When the Russian commentator said: "We all know there is no real politics…Politics has got to feel like a movie," it resonates here, a reason perhaps why the elites, in order to give themselves the trappings of legitimacy, are making noises about state funding of parties and compulsory voting. And, in the meantime, our respective media play much the same game as the Russian media in terms of managing news, highlighting 'the message' and deselecting anything more inconvenient. 

So over here, too, there are 'counterfeit democracies where propaganda reigns as truth. It may be the best we can manage in a complex and selfish world, and ultimately stability trumps everything as Syria, Libya and Iraq have found to their cost - and which China understands. Thing is just don't be hypocritical and look for the splinters in other people's eyes and ignoring the plank in our own.

6 comments:

Maria Zannini said...

Absolutely.

In dictatorships (religious or political) another kind of bubble exists. Rather than orchestrating a teleplay, dictatorships function by insulating and isolating its people so there is nothing but the ruling body's information.

North Korea would have collapsed long ago if it hadn't controlled the internet so completely.

In the US, I believe the reason Obama won the election was due solely to his PR people. They didn't just pump social media, they owned it.

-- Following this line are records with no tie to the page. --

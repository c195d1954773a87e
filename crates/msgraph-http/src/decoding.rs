//! Query parameter name decoding.
//!
//! Templates carry names such as `%24select` so they survive expansion;
//! the service expects `$select`.

use percent_encoding::percent_decode_str;
use url::Url;

/// Decode the listed characters in every query parameter *name*; values are
/// left untouched.
pub fn decode_parameter_names(url: &mut Url, chars: &[char]) {
    let Some(query) = url.query() else { return };
    if chars.is_empty() || !query.contains('%') {
        return;
    }
    let decoded: Vec<String> = query
        .split('&')
        .map(|pair| match pair.split_once('=') {
            Some((name, value)) => format!("{}={}", decode_name(name, chars), value),
            None => decode_name(pair, chars),
        })
        .collect();
    url.set_query(Some(&decoded.join("&")));
}

fn decode_name(name: &str, chars: &[char]) -> String {
    let mut out = String::with_capacity(name.len());
    let mut rest = name;
    while let Some(pos) = rest.find('%') {
        out.push_str(&rest[..pos]);
        let triplet = rest.get(pos..pos + 3);
        let decoded = triplet
            .and_then(|t| percent_decode_str(t).decode_utf8().ok())
            .and_then(|s| s.chars().next())
            .filter(|c| chars.contains(c));
        match (decoded, triplet) {
            (Some(c), Some(_)) => {
                out.push(c);
                rest = &rest[pos + 3..];
            }
            _ => {
                out.push('%');
                rest = &rest[pos + 1..];
            }
        }
    }
    out.push_str(rest);
    out
}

It's sad that people are more swayed by 140 characters rather than in depth analysis, but it's not surprising. Human beings are lazy by nature and prefer to be fed rather than hunt for their information.

Mike Keyton said...

Maria, it's why it's so important to fight to retain the few checks and balances we still have. At present we live in a relative 'golden age' but apart from the checks and balances actual 'democracy' is pretty much pretense.The only comfort is our relative prosperity that allow the pretense

mrcrashhappy said...

Shades of Airstrip 1. Yep. We have problems, but the antique media are losing their grip on the information cycle.

LD Masterson said...

Sadly, even if all truth was available to be seen/heard/read, people still tend to seek out only what confirms the views they already hold and dismiss anything that offers the other side.

Mike Keyton said...

Air strip One. I like it. Not too sure I'm as optimistic - long term - over the new media/information cycle. It lends itself too easily for disinformation, distrust, organised twitter mobs, and, judging from noises offstage the pressure to control it in the guise of terrorism/paedophile/ or whatever suits 'protection' I've no real problem with Intelligence monitoring traffic. I just have a problem with governments closing down what doesn't suit- public opionion having first been souped up.

Mike Keyton said...

Linda, you're right. Getting back to my previous response to Crash, the internet closes as much as it opens minds. Those who read only what suits their preconceptions are like flies caught on flypaper. It's part of the subtle manipulation of mind in both old and new media which is why it is a bit rich for us to be calling the Russian kettle black.